Editor’s Note: This is the third in a five-part series by Msgr. Jim Costigan on The Pillars of Parish Stewardship.
“Jesus not only calls people to him but also forms them and sends them out in his service.” — From Stewardship: A Disciple’s Response
For my latest in this series on The Pillars of Parish Stewardship, we take a closer look at the second pillar: formation. Formation is the process of studying Christ’s teachings and incorporating them deeply into our lives. It is a lifelong effort by which we “put on Christ” (Rom 13:14) and are “transformed by the renewal of our minds” (Rom 12:2).
Above all, our formation should include studying Scripture and Church teaching. It should also include discussion with other Catholics and honest self-assessment. Its goal is to “discern the will of God, what is good and pleasing and perfect” (Rom 12:2).
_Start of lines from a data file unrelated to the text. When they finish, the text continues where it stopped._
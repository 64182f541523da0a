use thiserror::Error;

#[derive(Debug, Error)]
pub enum ScraperError {
    #[error("HTTP client error: {0}")]
    Http(#[from] reqwest::Error),

    #[error("failed to fetch {url}: {reason}")]
    FetchFailure { url: String, reason: String },

    #[error("page at {url} did not satisfy wait condition {condition}")]
    NotReady { url: String, condition: String },

    #[error("blocked by marketplace bot check at {url}")]
    Blocked { url: String },

    #[error("rate limited by {domain} (retry after {retry_after_secs}s)")]
    RateLimited {
        domain: String,
        retry_after_secs: u64,
    },

    #[error("outbound quota exceeded for {key}: {limit} requests per hour")]
    QuotaExceeded { key: String, limit: usize },

    #[error("invalid marketplace base URL \"{base_url}\": {reason}")]
    InvalidBaseUrl { base_url: String, reason: String },
}

impl ScraperError {
    /// Returns `true` for conditions where the caller should back off rather
    /// than treat the marketplace as unreachable: the local hourly quota or a
    /// remote 429.
    #[must_use]
    pub fn is_rate_limited(&self) -> bool {
        matches!(
            self,
            ScraperError::QuotaExceeded { .. } | ScraperError::RateLimited { .. }
        )
    }

    /// Returns `true` only for the local hourly quota, which is fatal for a run.
    #[must_use]
    pub fn is_quota(&self) -> bool {
        matches!(self, ScraperError::QuotaExceeded { .. })
    }

    /// Returns `true` for failures worth one retry under a looser wait condition.
    #[must_use]
    pub fn is_navigation_retryable(&self) -> bool {
        matches!(
            self,
            ScraperError::NotReady { .. } | ScraperError::FetchFailure { .. } | ScraperError::Http(_)
        )
    }
}
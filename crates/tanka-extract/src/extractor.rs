use std::sync::Arc;

use tanka_core::{ExtractedAttributes, Measure};

use crate::flags::apply_flags;
use crate::llm::{needs_refinement, refine, TextGenerator};
use crate::normalize::normalize;
use crate::patterns::apply_patterns;
use crate::tokenizer::{scan_quantities, tokenize};

/// Layered attribute extraction: normalization, tokenizer, patterns, flags,
/// and an optional LLM pass.
///
/// Extraction is total. Every field is independently nullable and nothing
/// here returns an error or panics on malformed text.
#[derive(Clone, Default)]
pub struct AttributeExtractor {
    llm: Option<Arc<dyn TextGenerator>>,
}

impl AttributeExtractor {
    /// An extractor without the LLM pass.
    #[must_use]
    pub fn new() -> Self {
        Self::default()
    }

    #[must_use]
    pub fn with_llm(generator: Arc<dyn TextGenerator>) -> Self {
        Self {
            llm: Some(generator),
        }
    }

    #[must_use]
    pub fn has_llm(&self) -> bool {
        self.llm.is_some()
    }

    /// Heuristic extraction from a title and optional description.
    ///
    /// The title is authoritative; the description only fills fields the
    /// title left empty.
    #[must_use]
    pub fn extract(&self, title: &str, description: Option<&str>) -> ExtractedAttributes {
        let mut attrs = extract_text(&normalize(title));
        if let Some(description) = description.filter(|d| !d.trim().is_empty()) {
            let extra = extract_text(&normalize(description));
            attrs.fill_missing_from(&extra);
        }
        attrs
    }

    /// [`Self::extract`] followed by the LLM pass when one is configured and
    /// the divisor attribute for `measure` is still unknown.
    pub async fn extract_for(
        &self,
        title: &str,
        description: Option<&str>,
        measure: Measure,
    ) -> ExtractedAttributes {
        let mut attrs = self.extract(title, description);
        if let Some(generator) = &self.llm {
            if needs_refinement(&attrs, measure) {
                let mut text = normalize(title);
                if let Some(description) = description {
                    text.push(' ');
                    text.push_str(&normalize(description));
                }
                refine(generator.as_ref(), &text, measure, &mut attrs).await;
            }
        }
        attrs
    }
}

impl std::fmt::Debug for AttributeExtractor {
    fn fmt(&self, f: &mut std::fmt::Formatter<'_>) -> std::fmt::Result {
        f.debug_struct("AttributeExtractor")
            .field("llm", &self.llm.is_some())
            .finish()
    }
}

/// Tokenizer first, then patterns into the gaps, then flags; totals last.
fn extract_text(normalized: &str) -> ExtractedAttributes {
    let tokens = tokenize(normalized);
    let mut attrs = scan_quantities(&tokens);
    apply_patterns(normalized, &mut attrs);
    apply_flags(normalized, &mut attrs);
    attrs.derive_totals();
    attrs
}

#[cfg(test)]
#[path = "extractor_test.rs"]
mod tests;
//! Marketplace search client.
//!
//! [`MarketplaceScraper`] drives one search: it asks the outbound gate for a
//! slot, navigates with a bounded wait strategy, parses each result page and
//! collects de-duplicated [`RawListing`]s.

pub mod url;

use std::collections::HashSet;
use std::sync::Arc;

use chrono::Utc;
use tanka_core::{AppConfig, RawListing};

use crate::error::ScraperError;
use crate::fetch::{extract_domain, HttpFetcher, PageFetcher, WaitCondition};
use crate::parse::parse_search_page;
use crate::rate_limit::OutboundGate;

use self::url::{marketplace_origin, search_url};

#[derive(Debug, Clone)]
pub struct ScraperConfig {
    pub base_url: String,
    /// Navigation timeout; always finite.
    pub timeout_secs: u64,
    pub user_agent: String,
    /// Result pages fetched per search, at least 1.
    pub max_pages: u32,
}

impl ScraperConfig {
    #[must_use]
    pub fn from_app_config(config: &AppConfig) -> Self {
        Self {
            base_url: config.marketplace_base_url.clone(),
            timeout_secs: config.scraper_timeout_secs,
            user_agent: config.scraper_user_agent.clone(),
            max_pages: config.scraper_max_pages,
        }
    }
}

/// Search client for one marketplace.
///
/// Every navigation, including the single loose-wait retry, goes through the
/// shared [`OutboundGate`] under the marketplace host as session key.
pub struct MarketplaceScraper<F = HttpFetcher> {
    fetcher: F,
    gate: Arc<OutboundGate>,
    origin: String,
    session_key: String,
    max_pages: u32,
}

impl MarketplaceScraper<HttpFetcher> {
    /// Creates a scraper backed by [`HttpFetcher`].
    ///
    /// # Errors
    ///
    /// Returns [`ScraperError::InvalidBaseUrl`] for an unusable base URL, or
    /// [`ScraperError::Http`] if the HTTP client cannot be built.
    pub fn new(config: &ScraperConfig, gate: Arc<OutboundGate>) -> Result<Self, ScraperError> {
        let fetcher = HttpFetcher::new(config.timeout_secs, &config.user_agent)?;
        Self::with_fetcher(fetcher, &config.base_url, config.max_pages, gate)
    }
}

impl<F: PageFetcher> MarketplaceScraper<F> {
    /// Creates a scraper around any [`PageFetcher`].
    ///
    /// # Errors
    ///
    /// Returns [`ScraperError::InvalidBaseUrl`] for an unusable base URL.
    pub fn with_fetcher(
        fetcher: F,
        base_url: &str,
        max_pages: u32,
        gate: Arc<OutboundGate>,
    ) -> Result<Self, ScraperError> {
        let origin = marketplace_origin(base_url)?;
        let session_key = extract_domain(&origin);
        Ok(Self {
            fetcher,
            gate,
            origin,
            session_key,
            max_pages: max_pages.max(1),
        })
    }

    #[must_use]
    pub fn origin(&self) -> &str {
        &self.origin
    }

    /// Searches the marketplace for `keyword`.
    ///
    /// Zero results is `Ok(vec![])`. Listings keep page order; an id seen on
    /// an earlier page is dropped from later pages.
    ///
    /// # Errors
    ///
    /// - [`ScraperError::QuotaExceeded`]: the outbound hourly cap is used up.
    /// - [`ScraperError::FetchFailure`] / [`ScraperError::RateLimited`]: a page
    ///   could not be loaded even after the loose-wait retry.
    /// - [`ScraperError::Blocked`]: the marketplace served a bot check.
    pub async fn search(&self, keyword: &str) -> Result<Vec<RawListing>, ScraperError> {
        let mut listings = Vec::new();
        let mut seen = HashSet::new();

        for page in 1..=self.max_pages {
            let url = search_url(&self.origin, keyword, page)?;
            let html = self.navigate(&url).await?;
            let parsed = parse_search_page(&html, &self.origin, Utc::now())?;

            let cards = parsed.listings.len() + parsed.skipped;
            let before = listings.len();
            for listing in parsed.listings {
                if seen.insert(listing.source_id.clone()) {
                    listings.push(listing);
                }
            }
            tracing::info!(
                keyword,
                page,
                added = listings.len() - before,
                skipped = parsed.skipped,
                "parsed search results page"
            );

            if cards == 0 || !parsed.has_next {
                break;
            }
        }

        Ok(listings)
    }

    /// Loads `url` under the strict wait condition, retrying exactly once
    /// under the loose one.
    async fn navigate(&self, url: &str) -> Result<String, ScraperError> {
        self.gate.wait(&self.session_key).await?;
        match self.fetcher.fetch(url, WaitCondition::ResultsRendered).await {
            Ok(html) => Ok(html),
            Err(e) if e.is_navigation_retryable() => {
                tracing::warn!(url, error = %e, "strict navigation failed, retrying with loose wait");
                self.gate.wait(&self.session_key).await?;
                self.fetcher.fetch(url, WaitCondition::DocumentLoaded).await
            }
            Err(e) => Err(e),
        }
    }
}

#[cfg(test)]
#[path = "../client_test.rs"]
mod tests;
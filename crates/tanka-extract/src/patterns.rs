//! Ordered regex patterns over normalized text.
//!
//! Patterns are the second numeric pass. They see quantities the tokenizer
//! skips, such as a count glued to a model code (`W12ロール`), but they only
//! ever fill fields that are still `None`.

use std::sync::LazyLock;

use regex::{Captures, Regex};
use tanka_core::ExtractedAttributes;

use crate::tokenizer::fill_count_group;

struct Pattern {
    regex: Regex,
    apply: fn(&Captures<'_>, &mut ExtractedAttributes),
}

impl Pattern {
    fn new(re: &str, apply: fn(&Captures<'_>, &mut ExtractedAttributes)) -> Self {
        Self {
            regex: Regex::new(re).expect("valid attribute pattern"),
            apply,
        }
    }
}

static PATTERNS: LazyLock<Vec<Pattern>> = LazyLock::new(|| {
    vec![
        Pattern::new(r"(\d+)ロール×(\d+)パック", |c, a| {
            fill_count_group(a, count(c, 1), count(c, 2));
        }),
        Pattern::new(r"(\d+(?:\.\d+)?)(?:ml|l|kg|g|m)×(\d+)", |c, a| {
            fill(&mut a.unit_count, count(c, 2));
        }),
        Pattern::new(r"(\d+)ロール", |c, a| fill(&mut a.unit_count, count(c, 1))),
        // A pack count after `×` belongs to a group handled above.
        Pattern::new(r"(?:^|[^×\d])(\d+)パック", |c, a| {
            fill(&mut a.pack_multiplier, count(c, 1));
        }),
        Pattern::new(r"(\d+(?:\.\d+)?)m(?:[^a-zA-Z]|$)", |c, a| {
            fill(&mut a.unit_length_m, measure(c, 1));
        }),
        Pattern::new(r"(\d+(?:\.\d+)?)ml", |c, a| fill(&mut a.volume_ml, measure(c, 1))),
        Pattern::new(r"(\d+(?:\.\d+)?)l(?:[^a-zA-Z]|$)", |c, a| {
            fill(&mut a.volume_ml, measure(c, 1).map(|v| v * 1000.0));
        }),
        Pattern::new(r"(\d+(?:\.\d+)?)kg", |c, a| fill(&mut a.weight_kg, measure(c, 1))),
        Pattern::new(r"(\d+(?:\.\d+)?)g(?:[^a-zA-Z]|$)", |c, a| {
            fill(&mut a.weight_kg, measure(c, 1).map(|v| v / 1000.0));
        }),
        Pattern::new(r"(\d+)個", |c, a| fill(&mut a.unit_count, count(c, 1))),
    ]
});

/// Runs every pattern in order against `normalized`, filling only fields
/// that are still `None`.
pub fn apply_patterns(normalized: &str, attrs: &mut ExtractedAttributes) {
    for pattern in PATTERNS.iter() {
        if let Some(caps) = pattern.regex.captures(normalized) {
            (pattern.apply)(&caps, attrs);
        }
    }
}

fn fill<T>(slot: &mut Option<T>, value: Option<T>) {
    if slot.is_none() {
        *slot = value;
    }
}

fn count(caps: &Captures<'_>, group: usize) -> Option<u32> {
    caps.get(group)?
        .as_str()
        .parse::<u32>()
        .ok()
        .filter(|&n| n > 0)
}

fn measure(caps: &Captures<'_>, group: usize) -> Option<f64> {
    caps.get(group)?
        .as_str()
        .parse::<f64>()
        .ok()
        .filter(|v| v.is_finite() && *v > 0.0)
}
Because formation helps us understand God’s will, it therefore leads naturally to good stewardship. When our minds are transformed through Christ, we become like him; as Christ gave His life for us, so we give our lives to others.
Formation is not just an individual task. Rather, it is a communal responsibility that, when applied, will further help your parish to grow as a stewardship parish. Each one of us has an inherent need to give; to move from “selfishness to selflessness,” as the Diocese of Wichita’s document The Pillars of Parish Stewardship aptly states. Formation is a process of spiritual growth, and it leads to a deeper understanding of loving others as God loves us.
Naturally, then, our Catholic formation should not end upon celebrating the Sacrament of Confirmation, or turning 18 years old. Formation is a formidable task that we as Catholics should participate in for the duration of our lives. It involves “education of the mind and conversion of the heart” (The Pillars of Parish Stewardship), and helps us to lead the stewardship way of life rather than just understand it.
Looking to take another step forward in your quest to embrace stewardship as a way of life? Your own formation is a great way to start. You can begin by reading 10 minutes of Sacred Scripture a day, or by studying a chapter of the Catechism of the Catholic Church on a daily basis. Read a biography of your favorite saint for an example of an individual who lived as a disciple of Christ, and use this person as a role model when tending to your daily tasks. Keep an eye on our weekly parish bulletin for faith formation opportunities at the parish. Before long, your commitment to formation will lead you to naturally live the Catholic Faith and understand stewardship in ways that you never imagined before.